One principle for determining access is "value for money'', that is, targeting resources at patients who get the greatest benefit per unit of cost. This principle causes discomfort for some clinicians trained to pursue the ethic of treating the patient in front of them. When we are that patient, we want them to treat us to the limits of effective therapies, regardless of cost.
But a decision to treat me is one not to treat you. Resources are finite and every treatment choice wipes out the possibility of treating another patient. Thus there is a conflict between the ethic of the doctor and the social ethic of the efficient use of resources. Doctors are reared in "fact factories'', learning soon-to-be-redundant knowledge, where their analytical skills are retarded and they are taught nothing about the economic consequences of their trade. It is long overdue that doctors be instructed in the facts of life of the NHS.
Is there a public consensus that NHS resources should be targeted on those patients who can benefit most or is rationing more complex? Society may have social values that override efficiency considerations. Society may, for instance, wish to favour the poor or discriminate against the elderly.
Alan Williams, a York health economist who is over 70 years of age, argues for "fair innings'' equity. He argues that society may decide to transfer resources from the efficient treatment of the elderly to the inefficient treatment of, for instance, a chronically ill young person who has not had a "fair innings''. Does society share such values? How much money should be transferred from the old to the young? Could such a principle be translated into practice? A public debate is needed to determine rationing principles. Or perhaps the British prefer rationing by post code because decision-makers do not agree about "the facts'' and use different principles of resource allocation? Politicians claim they do not want such inequities - in which case they need a public debate about rationing medical treatment.
A single mother with four children on an estate in Hull smokes to stay sane and is advised by the NHS to give up cigarettes to avoid cancer. Her decision, sanity now and shorter life later, is rational. To what extent should nice middle-class folk impose their values on poor rational folk whose lot can be nasty and brutish but ameliorated by "poor'' habits that maintain short-term sanity?

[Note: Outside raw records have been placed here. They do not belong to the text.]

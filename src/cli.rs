//! CLI helper functions

use crate::{
    client::{Auth, GoogleSheets, SheetsApi},
    config::ExportRequest,
    error::RosterError,
    etl::{Extractor, Transformer},
    roster::{RosterTransformer, SchemaVariant, TabExtractor},
    sink::{CsvDownload, PREVIEW_ROWS, SinkRouter, preview_table},
};
use eyre::{Context, Result};
use owo_colors::OwoColorize;
use std::path::PathBuf;
use url::Url;

/// Summary of a finished export
#[derive(Debug)]
pub struct ExportReport {
    pub variant: SchemaVariant,
    pub records: usize,
    pub csv_path: PathBuf,
    /// `None` when no write-back was requested
    pub write_back: Option<Result<usize, RosterError>>,
}

/// Build the Google Sheets client from environment variables
///
/// Expected environment variables:
/// - GOOGLE_ACCESS_TOKEN: OAuth access token with Sheets and Drive scopes (required)
/// - GOOGLE_SHEETS_URL: Sheets API base URL (optional)
/// - GOOGLE_DRIVE_URL: Drive API base URL (optional)
pub fn load_sheets_client() -> Result<GoogleSheets> {
    let auth = Auth::from_env();
    log::debug!("Using {} authentication", auth);
    let client = GoogleSheets::try_new(auth)?;

    let sheets_url = env_url("GOOGLE_SHEETS_URL")?;
    let drive_url = env_url("GOOGLE_DRIVE_URL")?;
    Ok(match (sheets_url, drive_url) {
        (None, None) => client,
        (sheets, drive) => {
            let sheets = sheets.unwrap_or_else(|| client.sheets_url().clone());
            let drive = drive.unwrap_or_else(|| client.drive_url().clone());
            client.with_base_urls(sheets, drive)
        }
    })
}

fn env_url(var: &str) -> Result<Option<Url>> {
    match std::env::var(var) {
        Ok(value) => Url::parse(&value)
            .map(Some)
            .with_context(|| format!("Invalid {}: {}", var, value)),
        Err(_) => Ok(None),
    }
}

/// Check that the service accepts our credentials
pub async fn check_auth<C: SheetsApi>(client: &C) -> Result<()> {
    log::info!("Verifying Google Sheets credentials...");
    client.verify().await?;
    log::info!("✓ Authentication succeeded");
    Ok(())
}

/// Run one export
///
/// Flow: TabExtractor → RosterTransformer → preview → CSV download (always) → optional
/// write-back. The CSV is saved to `output_dir` before the spreadsheet is written to.
pub async fn export<C: SheetsApi>(client: &C, request: &ExportRequest) -> Result<ExportReport> {
    request.validate()?;
    // Only a forced layout can clash with the destination
    if let Some(variant) = request.variant.forced() {
        request.destination.check(variant)?;
    }
    client.verify().await?;

    log::info!(
        "Reading {} / {}",
        request.spreadsheet.bright_black(),
        request.source_tab.bright_black()
    );
    let extractor = TabExtractor::new(client, &request.spreadsheet, &request.source_tab);
    let rows = extractor.extract().await?;

    let variant = request.variant.resolve(&request.destination, &rows);
    log::info!("Using the {} roster layout", variant.cyan());

    let transformer = RosterTransformer::new(variant.mapping(), request.constants());
    let records = transformer.transform_many(rows)?;
    log::info!("Transformed {} record(s)", records.len());

    for line in preview_table(&records, PREVIEW_ROWS) {
        log::info!("  {}", line);
    }

    let writer = request
        .destination
        .writer(client, &request.spreadsheet, &request.source_tab);
    let router = SinkRouter::new(
        CsvDownload::new(&request.course, &request.group),
        &request.output_dir,
        writer,
    );
    let count = records.len();
    let outcome = router.route(records).await?;

    Ok(ExportReport {
        variant,
        records: count,
        csv_path: outcome.csv_path,
        write_back: outcome.write_back,
    })
}
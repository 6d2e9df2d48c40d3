//! Source layouts and how their columns map onto the upload record

use super::record::OutputField;
use std::collections::BTreeSet;

/// Source column feeding an output field
#[derive(Clone, Debug, PartialEq, Eq)]
pub struct ColumnMapping {
    pub source: &'static str,
    pub target: OutputField,
}

impl ColumnMapping {
    const fn new(source: &'static str, target: OutputField) -> Self {
        Self { source, target }
    }
}

/// The two roster layouts the export understands
#[derive(Clone, Copy, Debug, PartialEq, Eq)]
pub enum SchemaVariant {
    /// `CPF, Nome, E-mail`; the last name is filled with a placeholder
    Basic,
    /// `CPF, Nome, Cargo, E-mail`; the role (`Cargo`) is stored as the last name
    WithRole,
}

impl SchemaVariant {
    /// Pick the richest layout whose columns are all present
    pub fn detect<'a>(columns: impl IntoIterator<Item = &'a str>) -> Self {
        let columns: BTreeSet<&str> = columns.into_iter().collect();
        let with_role = SchemaVariant::WithRole.mapping();
        if with_role.missing_columns(&columns).is_empty() {
            SchemaVariant::WithRole
        } else {
            SchemaVariant::Basic
        }
    }

    pub fn mapping(self) -> SchemaMapping {
        use OutputField::*;

        match self {
            SchemaVariant::Basic => SchemaMapping {
                variant: self,
                columns: vec![
                    ColumnMapping::new("CPF", Username),
                    ColumnMapping::new("Nome", Firstname),
                    ColumnMapping::new("E-mail", Email),
                ],
                synthesized: vec![(Lastname, ".")],
            },
            SchemaVariant::WithRole => SchemaMapping {
                variant: self,
                columns: vec![
                    ColumnMapping::new("CPF", Username),
                    ColumnMapping::new("Nome", Firstname),
                    ColumnMapping::new("Cargo", Lastname),
                    ColumnMapping::new("E-mail", Email),
                ],
                synthesized: Vec::new(),
            },
        }
    }

    pub fn name(self) -> &'static str {
        match self {
            SchemaVariant::Basic => "basic",
            SchemaVariant::WithRole => "with-role",
        }
    }
}

impl std::fmt::Display for SchemaVariant {
    fn fmt(&self, f: &mut std::fmt::Formatter<'_>) -> std::fmt::Result {
        f.write_str(self.name())
    }
}

/// Column projection and renaming for one layout
///
/// `columns` lists required source columns in their documented order; `synthesized`
/// holds output fields filled with a literal instead of a source column.
#[derive(Clone, Debug, PartialEq, Eq)]
pub struct SchemaMapping {
    pub variant: SchemaVariant,
    pub columns: Vec<ColumnMapping>,
    pub synthesized: Vec<(OutputField, &'static str)>,
}

impl SchemaMapping {
    pub fn required_columns(&self) -> Vec<&'static str> {
        self.columns.iter().map(|m| m.source).collect()
    }

    /// Required columns absent from `present`, in required order
    pub fn missing_columns(&self, present: &BTreeSet<&str>) -> Vec<String> {
        self.columns
            .iter()
            .filter(|m| !present.contains(m.source))
            .map(|m| m.source.to_string())
            .collect()
    }
}

#[cfg(test)]
mod tests {
    use super::*;

    #[test]
    fn test_detect_with_role() {
        let variant = SchemaVariant::detect(["E-mail", "Cargo", "Nome", "CPF", "Setor"]);
        assert_eq!(variant, SchemaVariant::WithRole);
    }

    #[test]
    fn test_detect_falls_back_to_basic() {
        assert_eq!(
            SchemaVariant::detect(["CPF", "Nome", "E-mail"]),
            SchemaVariant::Basic
        );
        assert_eq!(SchemaVariant::detect(["CPF"]), SchemaVariant::Basic);
        assert_eq!(
            SchemaVariant::detect(Vec::<&str>::new()),
            SchemaVariant::Basic
        );
    }

    #[test]
    fn test_every_output_field_is_covered_once() {
        // username..email come from the mapping; the rest are session constants
        for variant in [SchemaVariant::Basic, SchemaVariant::WithRole] {
            let mapping = variant.mapping();
            let mut targets: Vec<OutputField> = mapping.columns.iter().map(|m| m.target).collect();
            targets.extend(mapping.synthesized.iter().map(|(f, _)| *f));
            targets.sort_by_key(|f| f.index());
            assert_eq!(
                targets,
                vec![
                    OutputField::Username,
                    OutputField::Firstname,
                    OutputField::Lastname,
                    OutputField::Email
                ]
            );
        }
    }

    #[test]
    fn test_missing_columns_in_required_order() {
        let mapping = SchemaVariant::WithRole.mapping();
        let present: BTreeSet<&str> = ["Nome"].into_iter().collect();
        assert_eq!(mapping.missing_columns(&present), vec!["CPF", "Cargo", "E-mail"]);
    }
}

Health promotion may be cost-effective but how far should such policies be pushed when the poor's circumstances are the major cause of their behaviour? This question illustrates nicely the issues surrounding inequality. A child born today in leafy Surrey will live seven years longer than a child born in a poor area of Merseyside. Such health inequalities can be reduced by evidence-based interventions but it may be more effective to reduce the deprivation associated with poor housing, unemployment and bad education.
The NHS lament is always with us. The service should use its Pounds 42 billion budget better: the case for more money, in the face of continuing variations in practice and efficiency, remains weak. Additional investment to improve health should be spent outside the NHS to reduce inequality and give the poor reasons for investing in their long-term health.
Alan Maynard is professor of health economics at the University of York.